Express Scripts and Caremark have removed certain medications from their formulary starting in January 2014. These companies handle prescription benefits for more than 200 million Americans, so your prescription coverage will likely be changing in the new year.

We’re reviewing which prescriptions will no longer be covered and the suggested alternatives to give you a better picture of your options. Listed below are some changes to the pain med coverage from each formulary that might affect you:

Caremark

Removed medication: Flector patches   ||   Suggested Alternative: diclofenac, meloxicam, or naproxen

The convenient Flector patch will be an excluded medication as of 2014. Unfortunately, none of the formulary alternatives are available in patch form. I have seen an increase in the use of Flector patches, especially among pain management doctors and the elderly population due to its indication for post-herpetic neuralgia AKA pain from shingles. A lot of patients have issues with compliance and remembering to take pills or applying gels throughout the day so patches are great for those individuals. Patches are perfect for patients with arthritis due to the ease of application and administration. The removal of Flector Patches from the formulary may unintentionally cause an increase in the prescribing of lidocaine patches for the same reasons I have listed above.

Express Scripts

Removed medications: Avinza, ExalgoKadian   ||   Suggested Alternatives: morphine ER, oxymorphone ER, Opana ERNucynta EROxycontin
Kadian is the concern here—it’s a long-acting morphine, but in capsule form where the covered alternatives are only available in tablet form. This can be problematic because the long-acting opioids cannot be crushed or chewed due to their long-acting ability and this is where a capsule dosage form like Kadian plays a role. The capsules can be opened and sprinkled onto applesauce and then swallowed. This is important for patients who may have issues swallowing tablets—which believe it or not affects a lot of patients.

If you’re taking one of the removed drugs, what should your next steps be?
•  Find out which company handles your prescription coverage. You can often check online, or call the number on your insurance card for more information.

•  Double check the exclusion list to review the removed medications and alternatives: Express Scripts and Caremark.
•  If your prescription won’t be covered next year, contact your doctor or healthcare provider and explain that your pharmacy coverage has changed and that there is a suggested alternative for your current medication.

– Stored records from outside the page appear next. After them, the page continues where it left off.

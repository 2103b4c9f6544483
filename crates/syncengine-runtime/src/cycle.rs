// crates/syncengine-runtime/src/cycle.rs
// ============================================================================
// Module: Cycle Detector
// Description: Per-flow in-memory history of fired (sync, binding) pairs.
// Purpose: Stop a sync rule from re-triggering itself within the same flow
//          forever, without needing a durable cycle store.
// Dependencies: std::collections, std::sync, syncengine_core
// ============================================================================

//! ## Overview
//! History is kept per [`FlowToken`] and never persisted: it exists only for
//! the lifetime of one engine process. A fresh engine recovering from a
//! crash starts with empty history, which is why the then-executor only
//! records a binding after its firing was newly inserted into the store —
//! replaying an already-committed firing must not re-seed a cycle record
//! that never gated anything the first time.

// ============================================================================
// SECTION: Imports
// ============================================================================

use std::collections::HashMap;
use std::collections::HashSet;
use std::sync::Mutex;
use std::sync::PoisonError;

use syncengine_core::BindingHash;
use syncengine_core::FlowToken;
use syncengine_core::SyncId;

// ============================================================================
// SECTION: Cycle Detector
// ============================================================================

/// The fired-history key: a sync rule paired with the binding set it fired
/// on.
type HistoryKey = (SyncId, BindingHash);

/// Tracks, per flow, which `(sync_id, binding_hash)` pairs have already
/// fired.
pub struct CycleDetector {
    /// Per-flow fired-history sets.
    history: Mutex<HashMap<FlowToken, HashSet<HistoryKey>>>,
}

impl CycleDetector {
    /// Creates an empty detector.
    #[must_use]
    pub fn new() -> Self {
        Self { history: Mutex::new(HashMap::new()) }
    }

    /// Returns whether `(sync_id, binding_hash)` has already fired in `flow`.
    #[must_use]
    pub fn would_cycle(&self, flow: &FlowToken, sync_id: &SyncId, binding_hash: &BindingHash) -> bool {
        let history = lock(&self.history);
        history
            .get(flow)
            .is_some_and(|seen| seen.contains(&(sync_id.clone(), binding_hash.clone())))
    }

    /// Records that `(sync_id, binding_hash)` has fired in `flow`.
    pub fn record(&self, flow: &FlowToken, sync_id: &SyncId, binding_hash: &BindingHash) {
        let mut history = lock(&self.history);
        history.entry(flow.clone()).or_default().insert((sync_id.clone(), binding_hash.clone()));
    }

    /// Clears the fired history for `flow`, used after an operator-initiated
    /// `CleanupFlow` or an explicit history reset.
    pub fn clear(&self, flow: &FlowToken) {
        lock(&self.history).remove(flow);
    }

    /// Number of distinct `(sync_id, binding_hash)` pairs recorded for
    /// `flow`.
    #[must_use]
    pub fn flow_history_size(&self, flow: &FlowToken) -> usize {
        lock(&self.history).get(flow).map_or(0, HashSet::len)
    }

    /// Number of flows with any recorded history.
    #[must_use]
    pub fn history_size(&self) -> usize {
        lock(&self.history).len()
    }
}

impl Default for CycleDetector {
    fn default() -> Self {
        Self::new()
    }
}

/// Locks `mutex`, recovering from poisoning rather than panicking.
fn lock<T>(mutex: &Mutex<T>) -> std::sync::MutexGuard<'_, T> {
    mutex.lock().unwrap_or_else(PoisonError::into_inner)
}

#[cfg(test)]
mod tests {
    use super::*;

    fn key(sync: &str, hash: &str) -> (SyncId, BindingHash) {
        (SyncId::new(sync), BindingHash::new(hash))
    }

    #[test]
    fn unrecorded_binding_does_not_cycle() {
        let detector = CycleDetector::new();
        let flow = FlowToken::new("f1");
        let (sync, hash) = key("s1", "h1");
        assert!(!detector.would_cycle(&flow, &sync, &hash));
    }

    #[test]
    fn recorded_binding_cycles_in_the_same_flow_only() {
        let detector = CycleDetector::new();
        let flow_a = FlowToken::new("f1");
        let flow_b = FlowToken::new("f2");
        let (sync, hash) = key("s1", "h1");
        detector.record(&flow_a, &sync, &hash);

        assert!(detector.would_cycle(&flow_a, &sync, &hash));
        assert!(!detector.would_cycle(&flow_b, &sync, &hash));
    }

    #[test]
    fn clear_removes_history_for_that_flow() {
        let detector = CycleDetector::new();
        let flow = FlowToken::new("f1");
        let (sync, hash) = key("s1", "h1");
        detector.record(&flow, &sync, &hash);
        detector.clear(&flow);
        assert!(!detector.would_cycle(&flow, &sync, &hash));
        assert_eq!(detector.flow_history_size(&flow), 0);
    }

    #[test]
    fn history_size_counts_distinct_flows() {
        let detector = CycleDetector::new();
        detector.record(&FlowToken::new("f1"), &SyncId::new("s1"), &BindingHash::new("h1"));
        detector.record(&FlowToken::new("f2"), &SyncId::new("s1"), &BindingHash::new("h1"));
        assert_eq!(detector.history_size(), 2);
    }
}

•  You and your doctor can then decide which alternative to try, or whether to explore other options for coverage.

What if you can’t / don’t want to switch to the covered alternative?

Particularly for specialty pharmacy prescriptions, there are assistance programs out there that may be able to help if your prescription is no longer covered by your insurance plan, and switching isn’t an option for you. Organizations like the Partnership for Patient Assistance and NeedyMeds can help you find which programs you’re eligible for.

Check the official website for your medication. In addition to prescription savings cards, the manufacturer will often offer a patient assistance program. You must meet income requirements or be uninsured for some programs, but others can help if you don’t have coverage for a particular drug.

If all else fails, it never hurts to ask to see if your prescription can still be covered. Have your doctor write a note, plead your case, make some noise – we’ve heard about coverage exceptions for some patients.

One last option: if you’re able to change your insurance plan, many of the drugs excluded by Express Scripts are covered by Caremark and vice versa. If you can find a plan that works for you with the prescription benefit offered by a different company, you may be able to keep your coverage.